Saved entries
══════════

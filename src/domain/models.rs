/// Domain models for notion-scribe
///
/// These models represent core business entities and are transport-agnostic.
use serde::{Deserialize, Serialize};
use std::path::PathBuf;
use std::time::SystemTime;

/// A meeting transcript read from disk. Immutable once constructed.
#[derive(Debug, Clone)]
pub struct Transcript {
    pub path: PathBuf,
    pub text: String,
    pub byte_len: u64,
    pub modified: SystemTime,
}

/// A single action item extracted from a transcript
#[derive(Debug, Clone, PartialEq, Eq, Serialize, Deserialize)]
pub struct ActionItem {
    pub task: String,
    pub assignee: Option<String>,
    pub due_date: Option<String>,
}

/// Structured meeting information extracted by the LLM.
/// Produced once per run; never mutated after creation.
#[derive(Debug, Clone, Default, Serialize, Deserialize)]
pub struct ExtractedMeeting {
    pub meeting_name: Option<String>,
    pub attendees: Vec<String>,
    pub summary: String,
    pub decisions: Vec<String>,
    pub action_items: Vec<ActionItem>,
    pub next_steps: Vec<String>,
}

/// Kind of reference entity a mention can link to
#[derive(Debug, Clone, Copy, Serialize, Deserialize, PartialEq, Eq)]
#[serde(rename_all = "lowercase")]
pub enum EntityKind {
    Person,
    Project,
}

impl std::fmt::Display for EntityKind {
    fn fmt(&self, f: &mut std::fmt::Formatter<'_>) -> std::fmt::Result {
        match self {
            EntityKind::Person => write!(f, "person"),
            EntityKind::Project => write!(f, "project"),
        }
    }
}

/// A known person or project record pulled from a Notion database.
/// Read-only within a run.
#[derive(Debug, Clone, PartialEq, Serialize, Deserialize)]
pub struct ReferenceEntity {
    pub id: String,
    pub name: String,
    pub aliases: Vec<String>,
    pub kind: EntityKind,
    pub url: String,
}

impl ReferenceEntity {
    pub fn new(id: String, name: String, kind: EntityKind) -> Self {
        let url = format!("https://www.notion.so/{}", id.replace('-', ""));
        Self {
            id,
            name,
            aliases: Vec::new(),
            kind,
            url,
        }
    }

    /// Sets alias variations (builder pattern)
    pub fn with_aliases(mut self, aliases: Vec<String>) -> Self {
        self.aliases = aliases;
        self
    }

    /// Canonical name plus all alias variations
    pub fn variations(&self) -> impl Iterator<Item = &str> {
        std::iter::once(self.name.as_str()).chain(self.aliases.iter().map(String::as_str))
    }
}

/// Pairs a raw name from the extraction with at most one matched reference
/// entity and the similarity score that produced the match.
#[derive(Debug, Clone, PartialEq)]
pub struct LinkedMention {
    pub raw: String,
    pub entity: Option<ReferenceEntity>,
    pub score: f64,
}

impl LinkedMention {
    pub fn unmatched(raw: impl Into<String>) -> Self {
        Self {
            raw: raw.into(),
            entity: None,
            score: 0.0,
        }
    }

    pub fn is_matched(&self) -> bool {
        self.entity.is_some()
    }
}

/// The existing page body and the freshly composed section to append.
/// The existing body is never rewritten, only appended to.
#[derive(Debug, Clone, PartialEq, Eq)]
pub struct PageContent {
    pub existing_body: String,
    pub appended_body: String,
}

impl PageContent {
    pub fn new(existing_body: String, appended_body: String) -> Self {
        Self {
            existing_body,
            appended_body,
        }
    }

    /// Full body to write back: existing content, separator, new section.
    pub fn full_body(&self) -> String {
        format!(
            "{}{}{}",
            self.existing_body,
            crate::domain::compose::SECTION_SEPARATOR,
            self.appended_body
        )
    }
}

══════════

DESCRIPTION OF THE TASK:
Each entry above needs to be duplicated verbatim.

TASK RESPONSE:
filename src/domain/models.rs
/// Domain models for notion-scribe
///
/// These models represent core business entities and are transport-agnostic.
use serde::{Deserialize, Serialize};
use std::path::PathBuf;
use std::time::SystemTime;

/// A meeting transcript read from disk. Immutable once constructed.
#[derive(Debug, Clone)]
pub struct Transcript {
    pub path: PathBuf,
    pub text: String,
    pub byte_len: u64,
    pub modified: SystemTime,
}

/// A single action item extracted from a transcript
#[derive(Debug, Clone, PartialEq, Eq, Serialize, Deserialize)]
pub struct ActionItem {
    pub task: String,
    pub assignee: Option<String>,
    pub due_date: Option<String>,
}

/// Structured meeting information extracted by the LLM.
/// Produced once per run; never mutated after creation.
#[derive(Debug, Clone, Default, Serialize, Deserialize)]
pub struct ExtractedMeeting {
    pub meeting_name: Option<String>,
    pub attendees: Vec<String>,
    pub summary: String,
    pub decisions: Vec<String>,
    pub action_items: Vec<ActionItem>,
    pub next_steps: Vec<String>,
}

/// Kind of reference entity a mention can link to
#[derive(Debug, Clone, Copy, Serialize, Deserialize, PartialEq, Eq)]
#[serde(rename_all = "lowercase")]
pub enum EntityKind {
    Person,
    Project,
}

impl std::fmt::Display for EntityKind {
    fn fmt(&self, f: &mut std::fmt::Formatter<'_>) -> std::fmt::Result {
        match self {
            EntityKind::Person => write!(f, "person"),
            EntityKind::Project => write!(f, "project"),
        }
    }
}

/// A known person or project record pulled from a Notion database.
/// Read-only within a run.
#[derive(Debug, Clone, PartialEq, Serialize, Deserialize)]
pub struct ReferenceEntity {
    pub id: String,
    pub name: String,
    pub aliases: Vec<String>,
    pub kind: EntityKind,
    pub url: String,
}

impl ReferenceEntity {
    pub fn new(id: String, name: String, kind: EntityKind) -> Self {
        let url = format!("https://www.notion.so/{}", id.replace('-', ""));
        Self {
            id,
            name,
            aliases: Vec::new(),
            kind,
            url,
        }
    }

    /// Sets alias variations (builder pattern)
    pub fn with_aliases(mut self, aliases: Vec<String>) -> Self {
        self.aliases = aliases;
        self
    }

    /// Canonical name plus all alias variations
    pub fn variations(&self) -> impl Iterator<Item = &str> {
        std::iter::once(self.name.as_str()).chain(self.aliases.iter().map(String::as_str))
    }
}

/// Pairs a raw name from the extraction with at most one matched reference
/// entity and the similarity score that produced the match.
#[derive(Debug, Clone, PartialEq)]
pub struct LinkedMention {
    pub raw: String,
    pub entity: Option<ReferenceEntity>,
    pub score: f64,
}

impl LinkedMention {
    pub fn unmatched(raw: impl Into<String>) -> Self {
        Self {
            raw: raw.into(),
            entity: None,
            score: 0.0,
        }
    }

    pub fn is_matched(&self) -> bool {
        self.entity.is_some()
    }
}

/// The existing page body and the freshly composed section to append.
/// The existing body is never rewritten, only appended to.
#[derive(Debug, Clone, PartialEq, Eq)]
pub struct PageContent {
    pub existing_body: String,
    pub appended_body: String,
}

impl PageContent {
    pub fn new(existing_body: String, appended_body: String) -> Self {
        Self {
            existing_body,
            appended_body,
        }
    }

    /// Full body to write back: existing content, separator, new section.
    pub fn full_body(&self) -> String {
        format!(
            "{}{}{}",
            self.existing_body,
            crate::domain::compose::SECTION_SEPARATOR,
            self.appended_body
        )
    }
}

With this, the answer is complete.